Drei Jahre später übernimmt er die Aufgabe des Institutsvorstehers im Laboratorium für anorganische Chemie, und offensichtlich machte Detlef seine Sache so gut, dass man 2009 wieder bei ihm anklopfte, als es um die Besetzung des neuen Departementsvorstehers ging. «Bei uns gilt die Regel, die im Vorfeld solcher Wahlen immer mal wiederholt wird, dass ein solches Angebot nicht wirklich abgelehnt werden kann», vermerkt Günther mit einem Lächeln auf den Stockzähnen. Er stand 2010 bis 2012 dem neuen Departement Chemie und Angewandte Biowissenschaften mit seinen 40 Professuren vor. Auch hier ist er des Lobes voll für die Mitarbeiter in seiner Forschungsgruppe und die administrativen Mitarbeitenden im Departement, die alle mit profundem Wissen, Witz und voller Engagement ihre Aufgaben erfüllt hätten, und die es ihm dadurch erst ermöglicht hätten, diese Zusatzaufgabe gut zu bewältigen.
Vom Hönggerberg ins Zentrum
Wie externe Seite heute mitgeteilt, hat der ETH-Rat Detlef Günther auf Antrag von ETH-Präsident Ralph Eichler zum neuen Vizepräsidenten Forschung und Wirtschaftsbeziehungen gewählt. In den kommenden drei Monaten stehen verschiedene Anlässe an, die Günther daran erinnern werden, dass für ihn eine Etappe in seiner ETH-Karriere zu Ende geht und bald eine neue beginnt. Vor allem freut er sich auf die vier anstehenden Dissertationsverteidigungen seiner derzeitigen Doktoranden und Doktorandinnen. Solche Anlässe seien auch eine Art Ehemaligentreffen, denn viele der insgesamt 25 Doktoranden, die er in all den Jahren als Chemieprofessor begleitet hat – und auf die er ganz besonders stolz ist –, kommen bei diesen Gelegenheiten zurück nach Zürich.
Ende Jahr wird Detlef Günther einen Teil seiner Mineraliensammlung aus seinem Büro in Schachteln verpacken müssen.
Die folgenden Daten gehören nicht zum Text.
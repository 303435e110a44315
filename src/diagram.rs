//! The owning registry of shapes and connectors
//!
//! Anchors refer to elements by id, never by pointer, so the diagram is the
//! single place where ids resolve to live geometry. It implements
//! [`AnchorHost`] for the connectors it owns and drives the movement and
//! color cascades: translate the shapes, then let every connector re-sync
//! against the already-updated boundaries.

use std::collections::{BTreeMap, HashSet};

use tracing::debug;

use crate::connector::anchor::{Anchor, AnchorHost, EdgeRef, ElementId};
use crate::connector::Connector;
use crate::error::DiagramError;
use crate::geometry::{midpoint, BoundingBox, KeyAllocator, Point, RoutingConfig, Vec2, VertexKey};
use crate::palette::Palette;
use crate::shape::{Shape, ShapeKind};
use crate::style::Color;

/// Registry id of a shape
#[derive(Debug, Clone, Copy, PartialEq, Eq, Hash, PartialOrd, Ord)]
pub struct ShapeId(pub(crate) u64);

/// Registry id of a connector
#[derive(Debug, Clone, Copy, PartialEq, Eq, Hash, PartialOrd, Ord)]
pub struct ConnectorId(pub(crate) u64);

/// A diagram: every shape and connector, the key allocator they share, and
/// the routing configuration connectors are created with
#[derive(Debug, Default)]
pub struct Diagram {
    shapes: BTreeMap<ShapeId, Shape>,
    connectors: BTreeMap<ConnectorId, Connector>,
    keys: KeyAllocator,
    next_shape: u64,
    next_connector: u64,
    config: RoutingConfig,
    palette: Palette,
}

impl Diagram {
    pub fn new() -> Self {
        Self::default()
    }

    /// Use a custom routing configuration for connectors created from now on
    pub fn with_config(mut self, config: RoutingConfig) -> Self {
        self.config = config;
        self
    }

    /// Use a custom palette for shapes created from now on
    pub fn with_palette(mut self, palette: Palette) -> Self {
        self.palette = palette;
        self
    }

    /// The shared key allocator; useful when building shapes by hand before
    /// inserting them
    pub fn keys(&self) -> &KeyAllocator {
        &self.keys
    }

    pub fn config(&self) -> RoutingConfig {
        self.config
    }

    /// Create and register a shape of the given kind, styled from the
    /// diagram's palette
    pub fn add_shape(&mut self, kind: ShapeKind, x: f64, y: f64, width: f64, height: f64) -> ShapeId {
        let mut shape = Shape::new(kind, x, y, width, height, &self.keys);
        shape.set_fill_color(self.palette.color_or_default("shape-fill-1"));
        shape.set_border_color(self.palette.color_or_default("shape-border-1"));
        shape.style.text_color = self.palette.color_or_default("text-1");
        self.insert_shape(shape)
    }

    /// Register a shape built elsewhere (with this diagram's allocator)
    pub fn insert_shape(&mut self, shape: Shape) -> ShapeId {
        let id = ShapeId(self.next_shape);
        self.next_shape += 1;
        self.shapes.insert(id, shape);
        id
    }

    pub fn shape(&self, id: ShapeId) -> Option<&Shape> {
        self.shapes.get(&id)
    }

    pub fn shape_mut(&mut self, id: ShapeId) -> Option<&mut Shape> {
        self.shapes.get_mut(&id)
    }

    /// Remove a shape. Connectors anchored to it are left in place; their
    /// anchors stop resolving and the connectors quietly stop tracking.
    pub fn remove_shape(&mut self, id: ShapeId) -> Option<Shape> {
        self.shapes.remove(&id)
    }

    pub fn shapes(&self) -> impl Iterator<Item = (ShapeId, &Shape)> {
        self.shapes.iter().map(|(id, s)| (*id, s))
    }

    /// Create and register an empty connector using the diagram's routing
    /// configuration
    pub fn add_connector(&mut self) -> ConnectorId {
        let id = ConnectorId(self.next_connector);
        self.next_connector += 1;
        self.connectors.insert(id, Connector::new(self.config));
        id
    }

    pub fn connector(&self, id: ConnectorId) -> Option<&Connector> {
        self.connectors.get(&id)
    }

    pub fn connector_mut(&mut self, id: ConnectorId) -> Option<&mut Connector> {
        self.connectors.get_mut(&id)
    }

    pub fn remove_connector(&mut self, id: ConnectorId) -> Option<Connector> {
        self.connectors.remove(&id)
    }

    pub fn connectors(&self) -> impl Iterator<Item = (ConnectorId, &Connector)> {
        self.connectors.iter().map(|(id, c)| (*id, c))
    }

    /// Bind a connector's first endpoint to an anchor
    pub fn start_connector(&mut self, id: ConnectorId, anchor: Anchor) -> Result<(), DiagramError> {
        let mut conn = self
            .connectors
            .remove(&id)
            .ok_or(DiagramError::UnknownConnector(id))?;
        let result = conn.start(anchor, &*self, &self.keys);
        self.connectors.insert(id, conn);
        result
    }

    /// Append an interactive waypoint to a connector being drawn
    pub fn extend_connector(&mut self, id: ConnectorId, x: f64, y: f64) -> Result<(), DiagramError> {
        let keys = &self.keys;
        self.connectors
            .get_mut(&id)
            .ok_or(DiagramError::UnknownConnector(id))?
            .extend(Vec2::new(x, y), keys);
        Ok(())
    }

    /// Bind a connector's final endpoint to an anchor and settle its path
    pub fn finish_connector(&mut self, id: ConnectorId, anchor: Anchor) -> Result<(), DiagramError> {
        let mut conn = self
            .connectors
            .remove(&id)
            .ok_or(DiagramError::UnknownConnector(id))?;
        let result = conn.finish(anchor, &*self, &self.keys);
        self.connectors.insert(id, conn);
        result
    }

    /// Re-anchor both ends of one connector against current geometry
    pub fn sync_connector(&mut self, id: ConnectorId) -> Result<(), DiagramError> {
        let mut conn = self
            .connectors
            .remove(&id)
            .ok_or(DiagramError::UnknownConnector(id))?;
        conn.sync_start(&*self, &self.keys);
        conn.sync_end(&*self, &self.keys);
        self.connectors.insert(id, conn);
        Ok(())
    }

    /// Convenience: connect two shapes edge-midpoint to edge-midpoint,
    /// picking for each shape the boundary edge that faces the other
    pub fn connect(&mut self, from: ShapeId, to: ShapeId) -> Result<ConnectorId, DiagramError> {
        let from_shape = self.shapes.get(&from).ok_or(DiagramError::UnknownShape(from))?;
        let to_shape = self.shapes.get(&to).ok_or(DiagramError::UnknownShape(to))?;
        let (start_edge, _) =
            facing_edge(from_shape, to_shape.center()).ok_or(DiagramError::UnknownShape(from))?;
        let (end_edge, end_mid) =
            facing_edge(to_shape, from_shape.center()).ok_or(DiagramError::UnknownShape(to))?;

        let id = self.add_connector();
        self.start_connector(id, Anchor::new(ElementId::Shape(from), start_edge, 0.5))?;
        self.extend_connector(id, end_mid.x, end_mid.y)?;
        self.finish_connector(id, Anchor::new(ElementId::Shape(to), end_edge, 0.5))?;
        Ok(id)
    }

    /// Translate one shape and cascade to every connector
    pub fn move_shape(&mut self, id: ShapeId, dx: f64, dy: f64) -> Result<(), DiagramError> {
        if !self.shapes.contains_key(&id) {
            return Err(DiagramError::UnknownShape(id));
        }
        self.move_shapes(&[id], dx, dy);
        Ok(())
    }

    /// Translate a set of shapes by (dx, dy) and re-route every connector.
    ///
    /// The shapes move first; anchors hold keys rather than positions, so
    /// every subsequent sync already resolves against the updated
    /// boundaries. A connector linked to the set at both ends is bulk
    /// translated before its syncs.
    pub fn move_shapes(&mut self, ids: &[ShapeId], dx: f64, dy: f64) {
        for id in ids {
            if let Some(shape) = self.shapes.get_mut(id) {
                shape.translate(dx, dy);
            }
        }
        let connector_ids: Vec<ConnectorId> = self.connectors.keys().copied().collect();
        for cid in connector_ids {
            if let Some(mut conn) = self.connectors.remove(&cid) {
                conn.shapes_moved(dx, dy, ids, &*self, &self.keys);
                self.connectors.insert(cid, conn);
            }
        }
    }

    /// Change a shape's border color and cascade it onto every connector
    /// anchored to the shape, chaining through connectors anchored to those
    /// connectors in turn
    pub fn set_shape_border_color(&mut self, id: ShapeId, color: Color) -> Result<(), DiagramError> {
        let shape = self
            .shapes
            .get_mut(&id)
            .ok_or(DiagramError::UnknownShape(id))?;
        shape.set_border_color(color);
        self.cascade_border_color(ElementId::Shape(id));
        Ok(())
    }

    fn cascade_border_color(&mut self, root: ElementId) {
        debug!("cascading border color from {:?}", root);
        // anchors can form cycles between connectors; each connector is
        // recolored at most once
        let mut visited: HashSet<ConnectorId> = HashSet::new();
        let mut pending = vec![root];
        while let Some(source) = pending.pop() {
            let Some(color) = self.border_color(source) else {
                continue;
            };
            let linked: Vec<ConnectorId> = self
                .connectors
                .iter()
                .filter(|(cid, conn)| {
                    !visited.contains(cid)
                        && conn
                            .start_anchor()
                            .is_some_and(|a| self.has_border_edge(source, a.edge))
                })
                .map(|(cid, _)| *cid)
                .collect();
            for cid in linked {
                visited.insert(cid);
                if let Some(conn) = self.connectors.get_mut(&cid) {
                    conn.set_color(color);
                }
                pending.push(ElementId::Connector(cid));
            }
        }
    }

    /// Smallest box containing every shape outline and connector path
    pub fn bounds(&self) -> BoundingBox {
        let shape_points = self
            .shapes
            .values()
            .flat_map(|s| s.vertices().iter().map(Point::pos));
        let connector_points = self
            .connectors
            .values()
            .flat_map(|c| c.waypoints().iter().map(Point::pos));
        BoundingBox::around(shape_points.chain(connector_points))
    }
}

impl AnchorHost for Diagram {
    fn vertex_by_key(&self, target: ElementId, key: VertexKey) -> Option<Point> {
        match target {
            ElementId::Shape(id) => self.shapes.get(&id)?.vertex_by_key(key),
            ElementId::Connector(id) => self.connectors.get(&id)?.vertex_by_key(key),
        }
    }

    fn contains_point(&self, target: ElementId, x: f64, y: f64) -> bool {
        match target {
            ElementId::Shape(id) => self.shapes.get(&id).is_some_and(|s| s.contains(x, y)),
            // connectors are open polylines: nothing is ever inside them
            ElementId::Connector(_) => false,
        }
    }

    fn is_connector(&self, target: ElementId) -> bool {
        matches!(target, ElementId::Connector(_))
    }

    fn border_color(&self, target: ElementId) -> Option<Color> {
        match target {
            ElementId::Shape(id) => self.shapes.get(&id).map(|s| s.style.border),
            ElementId::Connector(id) => self.connectors.get(&id).map(|c| c.color()),
        }
    }

    fn has_border_edge(&self, target: ElementId, edge: EdgeRef) -> bool {
        match target {
            ElementId::Shape(id) => self.shapes.get(&id).is_some_and(|s| s.has_border_edge(edge)),
            ElementId::Connector(id) => self
                .connectors
                .get(&id)
                .is_some_and(|c| c.has_border_edge(edge)),
        }
    }
}

/// The boundary edge of `shape` whose midpoint lies closest to `toward`,
/// with that midpoint
fn facing_edge(shape: &Shape, toward: Vec2) -> Option<(EdgeRef, Vec2)> {
    let vertices = shape.vertices();
    let n = vertices.len();
    let mut best: Option<(f64, EdgeRef, Vec2)> = None;
    for i in 0..n {
        let a = vertices[i];
        let b = vertices[(i + 1) % n];
        let mid = midpoint(a.pos(), b.pos());
        let distance = mid.sub(toward).norm();
        if best.map_or(true, |(d, _, _)| distance < d) {
            best = Some((distance, EdgeRef::new(a.key(), b.key()), mid));
        }
    }
    best.map(|(_, edge, mid)| (edge, mid))
}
Eine weitere Reise, kurz an Distanz aber gross an Bedeutung, steht an: Er zügelt vom Hönggerberg ins Zentrum, wo er ab Januar 2015 als Mitglied einer erneuerten Schulleitung für alle Belange der Forschung und des Wissens- und Technologietransfers der ETH Zürich verantwortlich sein wird. Mitten im Tempel.